*** Block opens ***
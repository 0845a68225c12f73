use chrono::NaiveDate;
use serde::{Deserialize, Serialize};

use crate::domain::{Cents, Expense};

/// Spending for one category, as produced by the inner-join summary.
#[derive(Debug, Clone, PartialEq, Eq, Serialize, Deserialize)]
pub struct CategoryTotal {
    pub category_name: String,
    pub total_amount: Cents,
    pub expense_count: i64,
}

#[derive(Debug, Clone, Serialize, Deserialize)]
pub struct SpendingSummary {
    pub categories: Vec<CategoryTotal>,
    pub total: Cents,
}

impl SpendingSummary {
    pub fn new(categories: Vec<CategoryTotal>) -> Self {
        let total = categories.iter().map(|c| c.total_amount).sum();
        Self { categories, total }
    }

    /// Total for a category by exact name, if it had any expenses.
    pub fn total_for(&self, category_name: &str) -> Option<Cents> {
        self.categories
            .iter()
            .find(|c| c.category_name == category_name)
            .map(|c| c.total_amount)
    }
}

/// Expenses within a closed date interval.
#[derive(Debug, Clone, Serialize, Deserialize)]
pub struct DateRangeReport {
    pub from_date: NaiveDate,
    pub to_date: NaiveDate,
    pub expenses: Vec<Expense>,
    pub total: Cents,
}

impl DateRangeReport {
    pub fn new(from_date: NaiveDate, to_date: NaiveDate, expenses: Vec<Expense>) -> Self {
        let total = expenses.iter().filter_map(|e| e.amount).sum();
        Self {
            from_date,
            to_date,
            expenses,
            total,
        }
    }
}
*** Block closes ***
### ABOUT THIS TASK
After reading the lines above, reproduce them all exactly.

### RESULT OF THE TASK
repository 0845a68225c12f73
use chrono::NaiveDate;
use serde::{Deserialize, Serialize};

use crate::domain::{Cents, Expense};

/// Spending for one category, as produced by the inner-join summary.
#[derive(Debug, Clone, PartialEq, Eq, Serialize, Deserialize)]
pub struct CategoryTotal {
    pub category_name: String,
    pub total_amount: Cents,
    pub expense_count: i64,
}

#[derive(Debug, Clone, Serialize, Deserialize)]
pub struct SpendingSummary {
    pub categories: Vec<CategoryTotal>,
    pub total: Cents,
}

impl SpendingSummary {
    pub fn new(categories: Vec<CategoryTotal>) -> Self {
        let total = categories.iter().map(|c| c.total_amount).sum();
        Self { categories, total }
    }

    /// Total for a category by exact name, if it had any expenses.
    pub fn total_for(&self, category_name: &str) -> Option<Cents> {
        self.categories
            .iter()
            .find(|c| c.category_name == category_name)
            .map(|c| c.total_amount)
    }
}

/// Expenses within a closed date interval.
#[derive(Debug, Clone, Serialize, Deserialize)]
pub struct DateRangeReport {
    pub from_date: NaiveDate,
    pub to_date: NaiveDate,
    pub expenses: Vec<Expense>,
    pub total: Cents,
}

impl DateRangeReport {
    pub fn new(from_date: NaiveDate, to_date: NaiveDate, expenses: Vec<Expense>) -> Self {
        let total = expenses.iter().filter_map(|e| e.amount).sum();
        Self {
            from_date,
            to_date,
            expenses,
            total,
        }
    }
}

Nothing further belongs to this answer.